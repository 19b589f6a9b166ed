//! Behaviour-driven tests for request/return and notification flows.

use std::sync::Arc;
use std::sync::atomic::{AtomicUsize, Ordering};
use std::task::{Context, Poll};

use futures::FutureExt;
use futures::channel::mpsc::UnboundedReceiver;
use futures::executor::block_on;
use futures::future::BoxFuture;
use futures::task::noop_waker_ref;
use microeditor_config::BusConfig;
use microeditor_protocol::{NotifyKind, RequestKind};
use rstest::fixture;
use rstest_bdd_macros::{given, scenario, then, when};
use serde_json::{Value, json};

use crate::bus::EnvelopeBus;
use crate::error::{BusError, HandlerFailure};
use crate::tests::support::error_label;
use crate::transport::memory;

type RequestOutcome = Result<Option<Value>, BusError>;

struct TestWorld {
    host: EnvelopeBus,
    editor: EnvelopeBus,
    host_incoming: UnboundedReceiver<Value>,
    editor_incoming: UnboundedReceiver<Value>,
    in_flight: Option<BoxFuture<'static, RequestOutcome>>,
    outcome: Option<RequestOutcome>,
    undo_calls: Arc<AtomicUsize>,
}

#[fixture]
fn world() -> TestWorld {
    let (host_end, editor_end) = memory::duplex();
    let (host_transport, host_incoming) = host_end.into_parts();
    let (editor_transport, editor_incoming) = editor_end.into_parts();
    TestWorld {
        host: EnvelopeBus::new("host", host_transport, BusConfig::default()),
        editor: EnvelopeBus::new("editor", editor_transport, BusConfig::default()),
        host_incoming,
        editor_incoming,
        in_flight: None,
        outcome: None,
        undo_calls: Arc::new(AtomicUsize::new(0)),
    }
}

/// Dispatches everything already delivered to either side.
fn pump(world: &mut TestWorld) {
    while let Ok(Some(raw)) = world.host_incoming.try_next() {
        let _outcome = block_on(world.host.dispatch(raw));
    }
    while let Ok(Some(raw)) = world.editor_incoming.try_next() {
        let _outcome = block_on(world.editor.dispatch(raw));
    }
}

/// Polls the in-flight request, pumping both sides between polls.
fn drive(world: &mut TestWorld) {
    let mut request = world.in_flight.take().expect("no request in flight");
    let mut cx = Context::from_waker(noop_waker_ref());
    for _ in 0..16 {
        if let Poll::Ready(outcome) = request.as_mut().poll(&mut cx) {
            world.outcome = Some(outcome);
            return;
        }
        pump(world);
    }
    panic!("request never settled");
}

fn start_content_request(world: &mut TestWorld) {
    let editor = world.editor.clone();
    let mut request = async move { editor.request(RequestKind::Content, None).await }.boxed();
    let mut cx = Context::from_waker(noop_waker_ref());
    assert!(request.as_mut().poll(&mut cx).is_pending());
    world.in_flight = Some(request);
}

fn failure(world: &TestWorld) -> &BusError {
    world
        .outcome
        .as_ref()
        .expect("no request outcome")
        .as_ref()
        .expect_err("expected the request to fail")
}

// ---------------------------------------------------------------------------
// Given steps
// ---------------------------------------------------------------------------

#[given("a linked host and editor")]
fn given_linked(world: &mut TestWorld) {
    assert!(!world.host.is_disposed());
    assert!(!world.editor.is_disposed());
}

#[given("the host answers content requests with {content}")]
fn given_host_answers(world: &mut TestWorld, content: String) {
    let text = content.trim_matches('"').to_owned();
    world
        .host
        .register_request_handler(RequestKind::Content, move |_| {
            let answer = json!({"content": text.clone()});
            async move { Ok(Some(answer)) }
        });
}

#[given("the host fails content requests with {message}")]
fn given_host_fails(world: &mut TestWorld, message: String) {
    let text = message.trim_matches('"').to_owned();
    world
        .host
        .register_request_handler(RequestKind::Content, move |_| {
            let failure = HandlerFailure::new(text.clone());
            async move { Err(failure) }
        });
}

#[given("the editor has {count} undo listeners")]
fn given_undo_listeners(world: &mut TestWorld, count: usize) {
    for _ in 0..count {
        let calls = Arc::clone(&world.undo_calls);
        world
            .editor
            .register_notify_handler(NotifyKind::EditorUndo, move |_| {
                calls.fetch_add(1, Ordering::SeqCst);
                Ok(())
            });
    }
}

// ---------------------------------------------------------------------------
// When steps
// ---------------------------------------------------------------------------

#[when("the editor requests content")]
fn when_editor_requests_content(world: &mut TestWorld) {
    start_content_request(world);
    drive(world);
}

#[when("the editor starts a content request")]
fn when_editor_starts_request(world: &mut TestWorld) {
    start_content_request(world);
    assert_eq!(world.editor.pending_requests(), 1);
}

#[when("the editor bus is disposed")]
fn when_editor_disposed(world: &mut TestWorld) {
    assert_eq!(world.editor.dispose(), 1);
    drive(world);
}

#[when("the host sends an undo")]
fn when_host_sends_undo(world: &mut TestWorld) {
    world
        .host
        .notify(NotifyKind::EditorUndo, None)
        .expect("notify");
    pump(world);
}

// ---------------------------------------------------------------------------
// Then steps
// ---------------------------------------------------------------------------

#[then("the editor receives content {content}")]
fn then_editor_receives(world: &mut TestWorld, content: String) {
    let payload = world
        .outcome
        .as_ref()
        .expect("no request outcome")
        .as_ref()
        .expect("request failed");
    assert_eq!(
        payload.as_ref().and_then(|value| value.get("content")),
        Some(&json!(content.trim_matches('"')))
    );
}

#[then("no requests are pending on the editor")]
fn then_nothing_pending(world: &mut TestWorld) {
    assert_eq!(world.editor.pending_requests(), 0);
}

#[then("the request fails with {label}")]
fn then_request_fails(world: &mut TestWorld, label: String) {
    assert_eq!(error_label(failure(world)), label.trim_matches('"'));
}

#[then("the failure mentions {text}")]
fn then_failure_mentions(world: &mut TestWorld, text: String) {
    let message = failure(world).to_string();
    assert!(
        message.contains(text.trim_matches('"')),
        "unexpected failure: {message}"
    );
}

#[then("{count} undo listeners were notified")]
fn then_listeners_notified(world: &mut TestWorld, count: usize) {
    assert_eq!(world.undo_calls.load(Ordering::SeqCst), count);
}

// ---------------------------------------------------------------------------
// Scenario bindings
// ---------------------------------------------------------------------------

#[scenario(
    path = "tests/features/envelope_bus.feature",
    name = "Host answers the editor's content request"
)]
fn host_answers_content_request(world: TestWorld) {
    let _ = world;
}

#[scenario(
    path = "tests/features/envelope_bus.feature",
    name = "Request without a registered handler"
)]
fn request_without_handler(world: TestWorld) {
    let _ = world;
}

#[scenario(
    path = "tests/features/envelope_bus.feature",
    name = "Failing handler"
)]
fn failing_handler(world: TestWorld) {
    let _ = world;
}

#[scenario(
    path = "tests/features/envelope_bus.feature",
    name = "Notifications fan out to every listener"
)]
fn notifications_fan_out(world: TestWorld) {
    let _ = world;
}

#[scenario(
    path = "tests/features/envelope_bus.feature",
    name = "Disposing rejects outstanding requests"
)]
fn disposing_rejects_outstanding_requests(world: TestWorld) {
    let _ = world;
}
_ _ _ _ _ _ _
**PROBLEM**
What lines above hold the word "async"? List them all.

**RESPONSE AREA**
    let mut request = async move { editor.request(RequestKind::Content, None).await }.boxed();
            async move { Ok(Some(answer)) }
            async move { Err(failure) }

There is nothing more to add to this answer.